I go to my supplemental job at 9pm. Five nights a week. That sucks…not the job. Actually, within the realm of what the job is it’s pretty good. I have a 401(k) retirement plan, vacation accrual, paid holidays, etc. and it’s a relatively easy place to work. It’s just that I didn’t move 3,000 miles away from home to serve burgers and beer. I often deal with people at their worst. That wears on me. It’s a grind. But I also deal with very creative people; which is sometime fun or…interesting…or dangerous…

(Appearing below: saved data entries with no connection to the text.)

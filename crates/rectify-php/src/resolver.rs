//! Declaration-level scope and type resolution.
//!
//! A deliberately small resolver: it only knows what the file itself
//! declares.
//!
//! - Every `ClassDecl` and `ClassMethod` gets a `scope` attribute:
//!   `{"class": ..., "parent_class": ...}` (plus `"method"` for methods).
//! - Inside a method, variables naming a typed parameter and scalar literals
//!   get a `resolved_type` attribute.
//!
//! Attributes already present (e.g. supplied by the external parser) are
//! left untouched. [`strip_derived`] removes them again before a tree is
//! written back as a source unit.

use std::collections::BTreeMap;

use serde_json::{json, Value};

use rectify_core::ast::{Node, NodeKind};
use rectify_core::collab::ScopeResolver;

use crate::builders::{RESOLVED_TYPE, SCOPE};

/// Resolves class scopes and parameter types from declarations in the file.
#[derive(Debug, Clone, Copy, Default)]
pub struct DeclarationScopeResolver;

impl ScopeResolver for DeclarationScopeResolver {
    fn resolve(&self, root: &mut Node) {
        resolve_node(root);
    }
}

fn resolve_node(node: &mut Node) {
    if node.kind == NodeKind::ClassDecl {
        resolve_class(node);
        return;
    }
    for slot in &mut node.slots {
        for child in &mut slot.children {
            resolve_node(child);
        }
    }
}

fn resolve_class(class: &mut Node) {
    let class_name = class.value().unwrap_or_default().to_string();
    let parent = class
        .child("extends")
        .and_then(Node::value)
        .map(|name| name.trim_start_matches('\\').to_string());

    let scope = json!({ "class": class_name, "parent_class": parent });
    set_missing(class, SCOPE, scope.clone());

    let Some(methods) = class.children_mut("stmts") else {
        return;
    };
    for method in methods {
        let mut method_scope = scope.clone();
        method_scope["method"] = json!(method.value().unwrap_or_default());
        set_missing(method, SCOPE, method_scope);

        let params: BTreeMap<String, String> = method
            .children("params")
            .iter()
            .filter_map(|param| {
                let name = param.value()?;
                let type_name = param.child("type")?.value()?;
                Some((name.to_string(), type_name.to_string()))
            })
            .collect();
        if let Some(body) = method.children_mut("stmts") {
            for stmt in body {
                resolve_types(stmt, &params);
            }
        }
    }
}

fn resolve_types(node: &mut Node, params: &BTreeMap<String, String>) {
    let resolved = match node.kind {
        NodeKind::Variable if node.child("name").is_none() => node
            .value()
            .and_then(|name| params.get(name))
            .cloned(),
        NodeKind::StringLit => Some("string".to_string()),
        NodeKind::IntLit => Some("int".to_string()),
        NodeKind::ArrayLiteral => Some("array".to_string()),
        _ => None,
    };
    if let Some(type_name) = resolved {
        set_missing(node, RESOLVED_TYPE, Value::String(type_name));
    }
    for slot in &mut node.slots {
        for child in &mut slot.children {
            resolve_types(child, params);
        }
    }
}

fn set_missing(node: &mut Node, key: &str, value: Value) {
    node.attrs.entry(key.to_string()).or_insert(value);
}

/// Remove the `scope` and `resolved_type` attributes from the whole tree.
pub fn strip_derived(node: &mut Node) {
    node.attrs.remove(SCOPE);
    node.attrs.remove(RESOLVED_TYPE);
    for slot in &mut node.slots {
        for child in &mut slot.children {
            strip_derived(child);
        }
    }
}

The really scary part is that I’ve become used to it. I’ve become used to the fact that I don’t have much of a personal life and an alarming low number of close friends. I’m trying to change that, but it’s hard because, in general, I enjoy working, so it’s easy for me to “punch in” and try to “get something done”. None of that is a reflection on “the job”. The job is what it is…plus, I signed up for it and I stay by my own choice. “The job” has been much more of a positive than a negative in my life. As a matter of fact I have grown to greatly appreciate my employment on The Sunset Strip more than ever.
That said, how long can I keep up the pace? I don’t know. It’s certainly wearing me down, but I still want to perform on the biggest stages in the business so I “keep on keepin’ on”. I think “keep on keepin’ on” is probably the best, smartest thing I can be doing right now…keep believing and stay engaged in the game. The last thing one wants to do is to give up when a game-changing event is right around the corner.